Military Eras: Top 5 U.S. WWII Collectibles

Most would agree that World War II militaria is the most popular military era to collect, and fortunately, “out of the woodwork” WWII items continue to surface from estates. WWII militaria initially emerged as a collecting hobby shortly after soldiers returned from Europe with Third Reich souvenirs, particularly medals, guns, and headgear. As demand for German WWII collectibles increased, the hobby evolved from blue-collar to white-collar. As with any collecting circle, when items start selling for serious money opportunists enter the scene with fakes and begin to infect the hobby. The surge in German fakes, coupled with skyrocketing prices, resulted in many collectors turning to U.S. militaria as a safer, more affordable option, and U.S. items once considered “surplus” have become legitimate collectibles. Popular areas include:

M1 Garand

M1 Garand

1. Firearms: Military firearms have always been in high demand with crossover appeal to both militaria and gun collectors. Many collectors not only focus on particular models—like the M1 Garand, M1 Carbine, 1911A1 pistol and Springfield 1903—but also the various contractors for each weapon. The Holy Grail is to find a weapon that has all original finish and all original parts from the factory. Most WWII era weapons today have replaced parts, so original examples command a premium. A WWII-dated M1 Garand refurbished with postwar parts brings around $650, whereas an original WWII M1 Garand sells for more than $2000 if you can find one!

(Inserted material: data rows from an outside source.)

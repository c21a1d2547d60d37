//! Single-image edit pipeline
//!
//! Crop, filter stack, brightness, style presets and text watermarking over
//! an already decoded image.

pub mod adjust;
pub mod crop;
pub mod filters;
pub mod font;
pub mod params;
pub mod preset;
pub mod watermark;
mod pipeline;
mod timing;

#[cfg(test)]
mod tests;

pub use adjust::{enhance_brightness, enhance_color, enhance_contrast, enhance_sharpness};
pub use crop::{CropMargins, CropRect, crop};
pub use filters::{Filter, Kernel, apply_filters, grayscale};
pub use font::{FontProvider, FontSource, FontStyle, SystemFontProvider, WatermarkFont, resolve_font};
pub use params::{EditParameters, EditParametersBuilder, Watermark};
pub use pipeline::{EditPipeline, EditReport, normalize};
pub use preset::{Preset, apply_preset};
pub use timing::{PipelineTimings, StageTiming, Timer};
pub use watermark::{Anchor, ColorToken, draw_watermark};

2. Groups: A group (or grouping) is a collection of items attributed to one veteran. Groups may contain uniform items, medals, helmet, dog tags, photos, and paperwork—including discharge, general orders and other ephemera. These items establish provenance, which greatly increases historical and collecting value. Items without provenance are worth no more than the sum of the parts. For examples of collecting groups, read: “Always a Marine: Reuniting History with a Collectible Uniform” and “Hearing the Veteran’s Story.”

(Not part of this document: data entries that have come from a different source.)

use std::path::PathBuf;

use anyhow::{Context, bail};
use clap::Parser;
use photo_retouch::image_pipeline::{
    Anchor, ColorToken, CropMargins, EditParameters, Filter, FontSource, FontStyle, OutputConfig,
    OutputFormat, PhotoEditor, Preset, Watermark,
};
use photo_retouch::logger;

use tracing::{error, info};

/// Applies the same edits to every image in a directory.
#[derive(Parser, Debug)]
#[command(name = "photo-retouch", version)]
struct Args {
    /// Directory holding the images to edit
    #[arg(default_value = "./unedited_images")]
    input_dir: PathBuf,

    /// Directory the edited images are written to
    #[arg(default_value = "./edited_images")]
    output_dir: PathBuf,

    /// Filters to apply, comma separated
    #[arg(long = "filter", value_delimiter = ',', default_value = "sharpen")]
    filters: Vec<Filter>,

    /// Ignore --filter and apply no filters
    #[arg(long)]
    no_filters: bool,

    /// Brightness factor (0.5 - 2.0)
    #[arg(long, default_value_t = 1.2, value_parser = parse_brightness)]
    brightness: f32,

    #[arg(long, default_value = "none")]
    preset: Preset,

    /// Pixels to keep from the left/top, margins to drop from the right/bottom
    #[arg(long, num_args = 4, value_names = ["LEFT", "TOP", "RIGHT", "BOTTOM"])]
    crop: Option<Vec<u32>>,

    /// Watermark text; empty disables the watermark
    #[arg(long, default_value = "Isha")]
    text: String,

    /// Named colour, #hex, or rgba(r,g,b,a)
    #[arg(long, default_value = "red")]
    color: String,

    #[arg(long, default_value = "top-left")]
    anchor: Anchor,

    #[arg(long, default_value_t = 70, value_parser = clap::value_parser!(u32).range(10..=150))]
    font_size: u32,

    /// TrueType/OpenType file for the watermark
    #[arg(long, conflicts_with = "font_style")]
    font_file: Option<PathBuf>,

    /// Installed font family: sans, sans-bold, serif or mono
    #[arg(long)]
    font_style: Option<FontStyle>,

    #[arg(long, default_value = "jpeg")]
    format: OutputFormat,

    #[arg(long, default_value_t = 90, value_parser = clap::value_parser!(u8).range(1..=100))]
    quality: u8,
}

fn parse_brightness(s: &str) -> Result<f32, String> {
    let value: f32 = s.parse().map_err(|e| format!("{e}"))?;
    if !(0.5..=2.0).contains(&value) {
        return Err(format!("{value} is outside 0.5..=2.0"));
    }
    Ok(value)
}

impl Args {
    fn edit_parameters(&self) -> EditParameters {
        let font = match (&self.font_file, self.font_style) {
            (Some(path), _) => FontSource::File(path.clone()),
            (None, Some(style)) => FontSource::Builtin(style),
            (None, None) => FontSource::Default,
        };

        let crop = self.crop.as_deref().map(|margins| {
            CropMargins::new(margins[0], margins[1], margins[2], margins[3])
        });

        let filters = if self.no_filters { Vec::new() } else { self.filters.clone() };

        EditParameters::builder()
            .filters(filters)
            .brightness(self.brightness)
            .preset(self.preset)
            .crop(crop)
            .watermark(
                Watermark::new(self.text.clone())
                    .with_color(ColorToken::parse(&self.color))
                    .with_anchor(self.anchor)
                    .with_font(font)
                    .with_size(self.font_size),
            )
            .build()
    }
}

fn main() -> anyhow::Result<()> {
    logger::init("info");

    let args = Args::parse();
    let params = args.edit_parameters();
    let config = OutputConfig::builder()
        .format(args.format)
        .jpeg_quality(args.quality)
        .build();

    info!(
        filters = ?params.filters,
        brightness = params.brightness,
        preset = %params.preset,
        "Starting photo-retouch"
    );

    let editor = PhotoEditor::new(config);
    let summary = editor
        .convert_dir(&args.input_dir, &args.output_dir, &params)
        .with_context(|| format!("editing {}", args.input_dir.display()))?;

    info!("Wrote {} image(s) to {}", summary.converted.len(), args.output_dir.display());

    if !summary.is_clean() {
        for (path, reason) in &summary.failed {
            error!("{}: {}", path.display(), reason);
        }
        bail!("{} image(s) could not be edited", summary.failed.len());
    }

    Ok(())
}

3. Headgear: Military headgear is very popular because it displays well, with many types and variations to acquire. The price range accommodates anyone’s budget, with an infantry piped overseas cap selling for $5 to a named M2 “D-bale” airborne helmet selling for more than $12,000. Most militaria collectors have a soft spot for headgear, which is why it sells well.

Purple Heart medal with ribbon bar and lapel button.

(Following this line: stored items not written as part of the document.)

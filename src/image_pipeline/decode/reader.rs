use image::DynamicImage;

use crate::image_pipeline::common::error::Result;

pub trait PhotoReader {
    fn read_image(&self, data: &[u8]) -> Result<DynamicImage>;
}
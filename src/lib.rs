pub mod image_pipeline;
pub mod logger;
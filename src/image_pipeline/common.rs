//! Common utilities module
//!
//! Shared error type used across the decode, edit and encode stages.

pub mod error;

pub use error::{EditError, Result};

Purple Heart medal with ribbon bar and lapel button.

4. Insignia & Medals: WWII patch collecting actually started during WWII. As soldiers returned home, many donated their insignia to be sewn on wonderful handmade patch blankets, or given to children to trade like baseball cards. Collectors focus on insignia variations and without knowing the difference between a “green back” vs. a “white back,” or a “green border,” it’s easy to assume they’re of equal value, but they’re not! Greenbacks are sewn with green bobbin thread, resulting in the reverse side being prominently green. These scarce variants sell for many times more than white back examples of the same patch. Medals are a privilege to collect and own because they are personal and earned by the veteran. Posthumous medals typically have name of the veteran inscribed on the back and are very desirable to collectors, particularly when they are accompanied with an original presentation case and government correspondence to the deceased solder’s family. A cased WWII Good Conduct Medal sells for $10, whereas an inscribed KIA Purple Heart sells in the hundreds or more, depending on the unit served in and the circumstances of death.

A guard-marked Camillus M3 knife with a double pinned pommel and a 1943-dated leather Viner Bros scabbard.

A guard-marked Camillus M3 knife with a double pinned pommel and a 1943-dated leather Viner Bros scabbard.

5. Knives: WWII knives were either issued or privately acquired. Notable makers of handmade fighting knives include Gary Randall and Frank J Richtig. To find clean WWII examples from either maker will cost well over $1,500. Most of the knives taken into battle were mass-produced through government contracts, like the wonderfully utilitarian model M3; a popular knife to collect because of the different contractors for both the knife and scabbard. M3’s start at $150 for just the knife and can sell in the hundreds for a clean, early example with the maker and date marked on the blade and a nice leather M6 scabbard. There are also theater-made knives constructed from scrap aluminum, Lucite, steel, brass and other materials. Theater-made knives vary in form, quality and value, and are sought after collectibles.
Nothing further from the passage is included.